------ Given entries

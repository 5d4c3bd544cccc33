//! # protoseg: schema-free segmentation of binary protocol messages
//!
//! Splits captured messages of an unknown binary protocol into fields without any prior
//! knowledge of the format, then aligns corresponding fields across messages.
//!
//! ## Pipeline
//!
//! 1. **Per message** ([`Segmenter::segment`]): explicit length-prefixed fields are claimed
//!    first; the remaining bytes are cut at the inflection points of the smoothed delta bit
//!    congruence signal and cleaned up by the [refinement passes](refine).
//! 2. **Per corpus** ([`Segmenter::refine_across_corpus`]): frequent values are cropped out
//!    of larger segments and a message length field common to all messages is tagged.
//! 3. **Alignment** ([`Aligner::align`]): segments of every message pair are matched with
//!    the Canberra-Ulm dissimilarity and a Needleman-Wunsch global alignment.
//!
//! ## Example
//!
//! ```
//! use protoseg::{segment, FieldType};
//!
//! let msg = segment(&[0x00, 0x03, b'w', b'w', b'w', 0x10, 0x20], 0);
//! assert_eq!(msg.segments[0].field_type, FieldType::PayloadLengthBigEndian);
//! assert_eq!(msg.segment_bytes(1), b"www");
//! ```
//!
//! Tunables live in [`Config`]; the free functions below use the defaults.

pub mod align;
pub mod config;
pub mod corpus;
pub mod dump;
pub mod input;
pub mod length_prefix;
pub mod message;
pub mod refine;
pub mod segmenter;
pub mod signal;

pub use align::{AlignedSegment, Aligner, SimilarityMatrix};
pub use config::Config;
pub use input::{load_corpus, parse_hex_corpus, read_capture, InputError};
pub use length_prefix::{Endianness, LengthField};
pub use message::{FieldType, FurtherDecode, Message, ParsedMessage, Segment};
pub use segmenter::Segmenter;

use std::collections::BTreeMap;

/// Segment one message with the default configuration.
pub fn segment(bytes: &[u8], id: usize) -> ParsedMessage {
    Segmenter::default().segment(bytes, id)
}

/// Corpus-wide refinement with the default configuration.
pub fn refine_across_corpus(messages: &[ParsedMessage]) -> Vec<ParsedMessage> {
    Segmenter::default().refine_across_corpus(messages)
}

/// Pairwise alignment with the default configuration.
pub fn align(messages: &BTreeMap<usize, ParsedMessage>) -> Vec<AlignedSegment> {
    Aligner::default().align(messages)
}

------------

## Exercise
Only the line that contains "Segmenter::default().segment(bytes, id)" and the lines after it, through the end of the data above, are to be repeated exactly.

## Completed task
    Segmenter::default().segment(bytes, id)
}

/// Corpus-wide refinement with the default configuration.
pub fn refine_across_corpus(messages: &[ParsedMessage]) -> Vec<ParsedMessage> {
    Segmenter::default().refine_across_corpus(messages)
}

/// Pairwise alignment with the default configuration.
pub fn align(messages: &BTreeMap<usize, ParsedMessage>) -> Vec<AlignedSegment> {
    Aligner::default().align(messages)
}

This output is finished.